Directions: The answer must be the full set of records, repeated exactly.

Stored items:
..............................
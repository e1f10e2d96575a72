//! Sign-in reconciliation.
//!
//! [`Reconciler`] turns the raw response of one interactive sign-in into a
//! [`SignInOutcome`]. When the response is cancelled (with a previous session
//! on the device) or carries no ID token, it tries to recover a token from
//! the existing session, in a fixed order:
//!
//! 1. silent sign-in
//! 2. cached tokens from the session store
//! 3. the cached current-user record
//!
//! The first strategy that yields a non-empty token wins. Failures inside a
//! strategy only mean "try the next one".

use std::fmt;
use std::sync::Arc;

use signin_repro_core::LogStore;
use tracing::{debug, info};

use crate::config::SignInConfig;
use crate::error::{AuthError, AuthResult};
use crate::outcome::{SignInOutcome, SignedIn};
use crate::provider::{IdentityProvider, SignInResponse};

const LOG_PREFIX: &str = "[Repro][Auth]";

/// A way of recovering an ID token without user interaction.
#[derive(Debug, Clone, Copy, PartialEq, Eq)]
pub enum RecoveryStrategy {
    /// Non-interactive sign-in against the provider.
    SilentSignIn,
    /// Tokens read from the SDK's session store.
    CachedTokens,
    /// The SDK's last-known current-user record.
    CurrentUser,
}

impl RecoveryStrategy {
    /// Strategies in the order they are attempted.
    pub const ORDER: [RecoveryStrategy; 3] =
        [Self::SilentSignIn, Self::CachedTokens, Self::CurrentUser];

    /// Label used in log lines.
    pub fn as_str(&self) -> &'static str {
        match self {
            Self::SilentSignIn => "silent-sign-in",
            Self::CachedTokens => "cached-tokens",
            Self::CurrentUser => "current-user",
        }
    }
}

impl fmt::Display for RecoveryStrategy {
    fn fmt(&self, f: &mut fmt::Formatter<'_>) -> fmt::Result {
        f.write_str(self.as_str())
    }
}

/// Wraps an [`IdentityProvider`] and reports every step to a [`LogStore`].
pub struct Reconciler {
    provider: Arc<dyn IdentityProvider>,
    logs: Arc<LogStore>,
}

impl fmt::Debug for Reconciler {
    fn fmt(&self, f: &mut fmt::Formatter<'_>) -> fmt::Result {
        f.debug_struct("Reconciler")
            .field("provider", &self.provider.name())
            .finish()
    }
}

impl Reconciler {
    /// Creates a reconciler over `provider`, logging into `logs`.
    pub fn new(provider: Arc<dyn IdentityProvider>, logs: Arc<LogStore>) -> Self {
        Self { provider, logs }
    }

    /// The wrapped provider.
    pub fn provider(&self) -> &Arc<dyn IdentityProvider> {
        &self.provider
    }

    /// Validates `config` and forwards it to the provider.
    pub fn configure(&self, config: &SignInConfig) -> AuthResult<()> {
        config
            .validate()
            .map_err(|e| AuthError::unexpected(e).with_provider(self.provider.name()))?;
        self.provider.configure(config)?;

        self.log(format!(
            "configured provider={} webClientId={} offlineAccess={}",
            self.provider.name(),
            if config.web_client_id.is_some() {
                "set"
            } else {
                "missing"
            },
            config.offline_access
        ));
        Ok(())
    }

    /// Runs one sign-in attempt and classifies its outcome.
    ///
    /// Never fails: errors from the availability check or the interactive
    /// call become [`SignInOutcome::Error`].
    pub async fn attempt_sign_in(&self) -> SignInOutcome {
        match self.reconcile().await {
            Ok(outcome) => outcome,
            Err(err) => {
                info!(provider = self.provider.name(), error = %err, "sign-in failed");
                self.log(format!("ERROR {}", err));
                SignInOutcome::Error {
                    message: err.message().to_string(),
                }
            }
        }
    }

    async fn reconcile(&self) -> AuthResult<SignInOutcome> {
        self.provider.check_availability().await?;

        let response = self.provider.sign_in().await?;
        debug!(kind = response.kind(), "interactive sign-in returned");
        self.log(format!("sign-in response type={}", response.kind()));

        if let Some(session) = response.token_session()
            && let Some(token) = session.usable_token()
        {
            let signed_in = SignedIn::new(token, session.user.email.clone());
            self.log(format!(
                "success idTokenLength={} email={}",
                signed_in.token_len(),
                signed_in.email_or_none()
            ));
            return Ok(SignInOutcome::Success(signed_in));
        }

        if matches!(response, SignInResponse::Cancelled) {
            if !self.provider.has_previous_sign_in() {
                self.log("cancelled with no previous sign-in, nothing to recover");
                return Ok(SignInOutcome::Cancelled);
            }

            self.log("cancelled with previous sign-in, attempting silent recovery");
            return Ok(match self.recover().await {
                Some(signed_in) => SignInOutcome::Success(signed_in),
                None => {
                    self.log("recovery found no token, reporting cancelled");
                    SignInOutcome::Cancelled
                }
            });
        }

        self.log(format!(
            "response type={} carried no ID token, attempting silent recovery",
            response.kind()
        ));
        Ok(match self.recover().await {
            Some(signed_in) => SignInOutcome::Success(signed_in),
            None => {
                self.log(format!("no-id-token responseType={}", response.kind()));
                SignInOutcome::NoIdToken {
                    response_kind: response.kind().to_string(),
                }
            }
        })
    }

    /// Tries each [`RecoveryStrategy`] in order; the first token wins.
    pub async fn recover(&self) -> Option<SignedIn> {
        for strategy in RecoveryStrategy::ORDER {
            if let Some(signed_in) = self.try_strategy(strategy).await {
                self.log(format!(
                    "recovered via {} idTokenLength={} email={}",
                    strategy,
                    signed_in.token_len(),
                    signed_in.email_or_none()
                ));
                return Some(signed_in);
            }
        }
        None
    }

    async fn try_strategy(&self, strategy: RecoveryStrategy) -> Option<SignedIn> {
        match strategy {
            RecoveryStrategy::SilentSignIn => {
                let response = self.provider.sign_in_silently().await.ok()?;
                let session = response.token_session()?;
                let token = session.usable_token()?;
                Some(SignedIn::new(token, session.user.email.clone()))
            }
            RecoveryStrategy::CachedTokens => {
                let tokens = self.provider.get_tokens().await.ok()?;
                let token = tokens.id_token.filter(|t| !t.is_empty())?;
                let email = self.provider.current_user().and_then(|s| s.user.email);
                Some(SignedIn::new(token, email))
            }
            RecoveryStrategy::CurrentUser => {
                let session = self.provider.current_user()?;
                let token = session.usable_token()?;
                Some(SignedIn::new(token, session.user.email.clone()))
            }
        }
    }

    /// Revokes access and signs out. Both are always attempted; failures are
    /// dropped.
    pub async fn clear_session(&self) {
        if let Err(err) = self.provider.revoke_access().await {
            debug!(error = %err, "revoke failed");
        }
        if let Err(err) = self.provider.sign_out().await {
            debug!(error = %err, "sign-out failed");
        }
    }

    /// Email of the SDK's cached current user.
    pub fn current_signed_in_email(&self) -> Option<String> {
        self.provider.current_user().and_then(|s| s.user.email)
    }

    fn log(&self, message: impl AsRef<str>) {
        self.logs
            .append(format!("{} {}", LOG_PREFIX, message.as_ref()));
    }
}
..............................
Written answer:
repository e1f10e2d96575a72
//! Sign-in reconciliation.
//!
//! [`Reconciler`] turns the raw response of one interactive sign-in into a
//! [`SignInOutcome`]. When the response is cancelled (with a previous session
//! on the device) or carries no ID token, it tries to recover a token from
//! the existing session, in a fixed order:
//!
//! 1. silent sign-in
//! 2. cached tokens from the session store
//! 3. the cached current-user record
//!
//! The first strategy that yields a non-empty token wins. Failures inside a
//! strategy only mean "try the next one".

use std::fmt;
use std::sync::Arc;

use signin_repro_core::LogStore;
use tracing::{debug, info};

use crate::config::SignInConfig;
use crate::error::{AuthError, AuthResult};
use crate::outcome::{SignInOutcome, SignedIn};
use crate::provider::{IdentityProvider, SignInResponse};

const LOG_PREFIX: &str = "[Repro][Auth]";

/// A way of recovering an ID token without user interaction.
#[derive(Debug, Clone, Copy, PartialEq, Eq)]
pub enum RecoveryStrategy {
    /// Non-interactive sign-in against the provider.
    SilentSignIn,
    /// Tokens read from the SDK's session store.
    CachedTokens,
    /// The SDK's last-known current-user record.
    CurrentUser,
}

impl RecoveryStrategy {
    /// Strategies in the order they are attempted.
    pub const ORDER: [RecoveryStrategy; 3] =
        [Self::SilentSignIn, Self::CachedTokens, Self::CurrentUser];

    /// Label used in log lines.
    pub fn as_str(&self) -> &'static str {
        match self {
            Self::SilentSignIn => "silent-sign-in",
            Self::CachedTokens => "cached-tokens",
            Self::CurrentUser => "current-user",
        }
    }
}

impl fmt::Display for RecoveryStrategy {
    fn fmt(&self, f: &mut fmt::Formatter<'_>) -> fmt::Result {
        f.write_str(self.as_str())
    }
}

/// Wraps an [`IdentityProvider`] and reports every step to a [`LogStore`].
pub struct Reconciler {
    provider: Arc<dyn IdentityProvider>,
    logs: Arc<LogStore>,
}

impl fmt::Debug for Reconciler {
    fn fmt(&self, f: &mut fmt::Formatter<'_>) -> fmt::Result {
        f.debug_struct("Reconciler")
            .field("provider", &self.provider.name())
            .finish()
    }
}

impl Reconciler {
    /// Creates a reconciler over `provider`, logging into `logs`.
    pub fn new(provider: Arc<dyn IdentityProvider>, logs: Arc<LogStore>) -> Self {
        Self { provider, logs }
    }

    /// The wrapped provider.
    pub fn provider(&self) -> &Arc<dyn IdentityProvider> {
        &self.provider
    }

    /// Validates `config` and forwards it to the provider.
    pub fn configure(&self, config: &SignInConfig) -> AuthResult<()> {
        config
            .validate()
            .map_err(|e| AuthError::unexpected(e).with_provider(self.provider.name()))?;
        self.provider.configure(config)?;

        self.log(format!(
            "configured provider={} webClientId={} offlineAccess={}",
            self.provider.name(),
            if config.web_client_id.is_some() {
                "set"
            } else {
                "missing"
            },
            config.offline_access
        ));
        Ok(())
    }

    /// Runs one sign-in attempt and classifies its outcome.
    ///
    /// Never fails: errors from the availability check or the interactive
    /// call become [`SignInOutcome::Error`].
    pub async fn attempt_sign_in(&self) -> SignInOutcome {
        match self.reconcile().await {
            Ok(outcome) => outcome,
            Err(err) => {
                info!(provider = self.provider.name(), error = %err, "sign-in failed");
                self.log(format!("ERROR {}", err));
                SignInOutcome::Error {
                    message: err.message().to_string(),
                }
            }
        }
    }

    async fn reconcile(&self) -> AuthResult<SignInOutcome> {
        self.provider.check_availability().await?;

        let response = self.provider.sign_in().await?;
        debug!(kind = response.kind(), "interactive sign-in returned");
        self.log(format!("sign-in response type={}", response.kind()));

        if let Some(session) = response.token_session()
            && let Some(token) = session.usable_token()
        {
            let signed_in = SignedIn::new(token, session.user.email.clone());
            self.log(format!(
                "success idTokenLength={} email={}",
                signed_in.token_len(),
                signed_in.email_or_none()
            ));
            return Ok(SignInOutcome::Success(signed_in));
        }

        if matches!(response, SignInResponse::Cancelled) {
            if !self.provider.has_previous_sign_in() {
                self.log("cancelled with no previous sign-in, nothing to recover");
                return Ok(SignInOutcome::Cancelled);
            }

            self.log("cancelled with previous sign-in, attempting silent recovery");
            return Ok(match self.recover().await {
                Some(signed_in) => SignInOutcome::Success(signed_in),
                None => {
                    self.log("recovery found no token, reporting cancelled");
                    SignInOutcome::Cancelled
                }
            });
        }

        self.log(format!(
            "response type={} carried no ID token, attempting silent recovery",
            response.kind()
        ));
        Ok(match self.recover().await {
            Some(signed_in) => SignInOutcome::Success(signed_in),
            None => {
                self.log(format!("no-id-token responseType={}", response.kind()));
                SignInOutcome::NoIdToken {
                    response_kind: response.kind().to_string(),
                }
            }
        })
    }

    /// Tries each [`RecoveryStrategy`] in order; the first token wins.
    pub async fn recover(&self) -> Option<SignedIn> {
        for strategy in RecoveryStrategy::ORDER {
            if let Some(signed_in) = self.try_strategy(strategy).await {
                self.log(format!(
                    "recovered via {} idTokenLength={} email={}",
                    strategy,
                    signed_in.token_len(),
                    signed_in.email_or_none()
                ));
                return Some(signed_in);
            }
        }
        None
    }

    async fn try_strategy(&self, strategy: RecoveryStrategy) -> Option<SignedIn> {
        match strategy {
            RecoveryStrategy::SilentSignIn => {
                let response = self.provider.sign_in_silently().await.ok()?;
                let session = response.token_session()?;
                let token = session.usable_token()?;
                Some(SignedIn::new(token, session.user.email.clone()))
            }
            RecoveryStrategy::CachedTokens => {
                let tokens = self.provider.get_tokens().await.ok()?;
                let token = tokens.id_token.filter(|t| !t.is_empty())?;
                let email = self.provider.current_user().and_then(|s| s.user.email);
                Some(SignedIn::new(token, email))
            }
            RecoveryStrategy::CurrentUser => {
                let session = self.provider.current_user()?;
                let token = session.usable_token()?;
                Some(SignedIn::new(token, session.user.email.clone()))
            }
        }
    }

    /// Revokes access and signs out. Both are always attempted; failures are
    /// dropped.
    pub async fn clear_session(&self) {
        if let Err(err) = self.provider.revoke_access().await {
            debug!(error = %err, "revoke failed");
        }
        if let Err(err) = self.provider.sign_out().await {
            debug!(error = %err, "sign-out failed");
        }
    }

    /// Email of the SDK's cached current user.
    pub fn current_signed_in_email(&self) -> Option<String> {
        self.provider.current_user().and_then(|s| s.user.email)
    }

    fn log(&self, message: impl AsRef<str>) {
        self.logs
            .append(format!("{} {}", LOG_PREFIX, message.as_ref()));
    }
}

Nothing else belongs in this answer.